Wednesday, August 1, 2012

Thoughts on Loss

If you tell someone you lost something, it usually means you want it back or you're grieving because it's gone. You will search high and low to recover a lost item.

A lost earring.
A lost love.
A lost job.
The lost treasure of the Incas.
Jimmy Buffet's lost shaker of salt.

You get the idea.

The dictionary lists these definitions for loss:
  1. Detriment, disadvantage, or deprivation from failure to keep, have, or get: to bear the loss of a robbery.
  2. Something that is lost: The painting was the greatest loss from the robbery.
  3. An amount or number lost: The loss of life increased each day.
  4. The state of being deprived of or of being without something that one has had: the loss of old friends.
  5. Death, or the fact of being dead: to mourn the loss of a grandparent.
So why do we say we loose weight?  None of those definitions fit what I am working so hard to accomplish - the whole Ideal Protein experience has been an extremely positive one.  Once these extra pounds are off me and I'm at my goal weight, the last thing I want is to find them again or have them returned to me!  I am happy they're gone!

Maybe that's one of the reasons why so many gain weight back after they've shed it:  Somehow the subconscious mind (which takes things very literally) takes the term "weight loss" as a literal loss - a deprivation - and undermines our efforts in trying to regain that which is lost.

I've been doing a lot of reading about the subconsious and how it works and it's fascinating stuff!
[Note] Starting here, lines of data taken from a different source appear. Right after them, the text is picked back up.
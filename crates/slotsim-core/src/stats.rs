//! Aggregate slot counters and end-of-run statistics.

use serde::{Deserialize, Serialize};

use crate::config::SimulationParams;
use crate::slot::SlotState;

/// Running per-slot counts, owned by the engine.
#[derive(Debug, Clone, Copy, Default, PartialEq, Eq, Serialize, Deserialize)]
pub struct SlotCounters {
    /// Slots the channel spent idle.
    pub idle: u64,
    /// Slots occupied by successful transmissions.
    pub transmission: u64,
    /// Slots occupied by collisions.
    pub collision: u64,
    /// Packets delivered without collision.
    pub completed_packets: u64,
}

impl SlotCounters {
    /// Counts one slot in `state`.
    pub fn record(&mut self, state: SlotState) {
        match state {
            SlotState::Idle => self.idle += 1,
            SlotState::Transmission => self.transmission += 1,
            SlotState::Collision => self.collision += 1,
        }
    }

    /// Total slots counted.
    pub fn total_slots(&self) -> u64 {
        self.idle + self.transmission + self.collision
    }
}

/// Final statistics of a simulation run.
#[derive(Debug, Clone, PartialEq, Serialize, Deserialize)]
pub struct SimulationStats {
    /// Scenario the run simulated.
    pub params: SimulationParams,
    /// Index of the last simulated slot.
    pub final_slot: usize,
    /// Slot and packet counts.
    pub counters: SlotCounters,
    /// Whether the convergence test passed before the horizon.
    pub converged: bool,
}

impl SimulationStats {
    /// Completed packets per slot, using the final slot index as the denominator.
    pub fn throughput(&self) -> f64 {
        ratio(self.counters.completed_packets, self.final_slot)
    }

    /// Fraction of slots spent in successful transmission.
    pub fn transmission_fraction(&self) -> f64 {
        ratio(self.counters.transmission, self.final_slot)
    }

    /// Fraction of slots lost to collisions.
    pub fn collision_fraction(&self) -> f64 {
        ratio(self.counters.collision, self.final_slot)
    }

    /// Fraction of slots the channel stayed idle.
    pub fn idle_fraction(&self) -> f64 {
        ratio(self.counters.idle, self.final_slot)
    }
}

// A run that stops at slot 0 has no meaningful rate.
fn ratio(count: u64, slots: usize) -> f64 {
    if slots == 0 {
        0.0
    } else {
        count as f64 / slots as f64
    }
}

#[cfg(test)]
mod tests {
    use super::*;

    fn stats(final_slot: usize, counters: SlotCounters) -> SimulationStats {
        SimulationStats {
            params: SimulationParams::new(1, 1, 1),
            final_slot,
            counters,
            converged: true,
        }
    }

    #[test]
    fn test_record() {
        let mut counters = SlotCounters::default();
        counters.record(SlotState::Idle);
        counters.record(SlotState::Transmission);
        counters.record(SlotState::Transmission);
        counters.record(SlotState::Collision);

        assert_eq!(counters.idle, 1);
        assert_eq!(counters.transmission, 2);
        assert_eq!(counters.collision, 1);
        assert_eq!(counters.completed_packets, 0);
        assert_eq!(counters.total_slots(), 4);
    }

    #[test]
    fn test_derived_rates() {
        let s = stats(
            1000,
            SlotCounters {
                idle: 201,
                transmission: 600,
                collision: 200,
                completed_packets: 60,
            },
        );
        assert!((s.throughput() - 0.06).abs() < 1e-12);
        assert!((s.transmission_fraction() - 0.6).abs() < 1e-12);
        assert!((s.collision_fraction() - 0.2).abs() < 1e-12);
        assert!((s.idle_fraction() - 0.201).abs() < 1e-12);
    }

    #[test]
    fn test_rates_at_slot_zero() {
        let s = stats(0, SlotCounters::default());
        assert_eq!(s.throughput(), 0.0);
        assert_eq!(s.transmission_fraction(), 0.0);
    }
}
The subconscious mind is a funny thing.  It has no sense of humor, no grasp of irony.  It believes everything you say.  If you flippantly say to a friend "Man, I have a fat butt!"  the subconscious mind believes it and works towards maintaining that reality.   That is why I've been working so hard to take derrogatory remarks about myself out of my vocabulary and have been retraining myself to maintain a constant positive dialogue with myself.

Words have power.  Anyone who has experienced an answered prayer or watched a child shrink after an adult mocks them knows how powerful words can be.  Sticks, stones AND words can all make an impact.

So, aside from a change in established attitudes and habits, I'm thinking it's time to take the "loss" out of my weight reduction dialogue.  It will be a challenge to come up with other ways of stating my progress, but I'm good with words and think I am up to the challenge. 

If anyone out there has suggestions on other ways to express decreasing weight, just put them in the comments below!  We need to come up with terms that mean "Gone for good!"

Pound number 42, you're fired!



  1. Ha! Yes, you will never see that number on the scale again. Good-bye comes 246, 245, 244....

    I'll be thinking of some terms.

  2. I think this has the potential of being a fun word game. We're so accustomed to using the "l" word in relation to weight that it's hard to think of ways around it!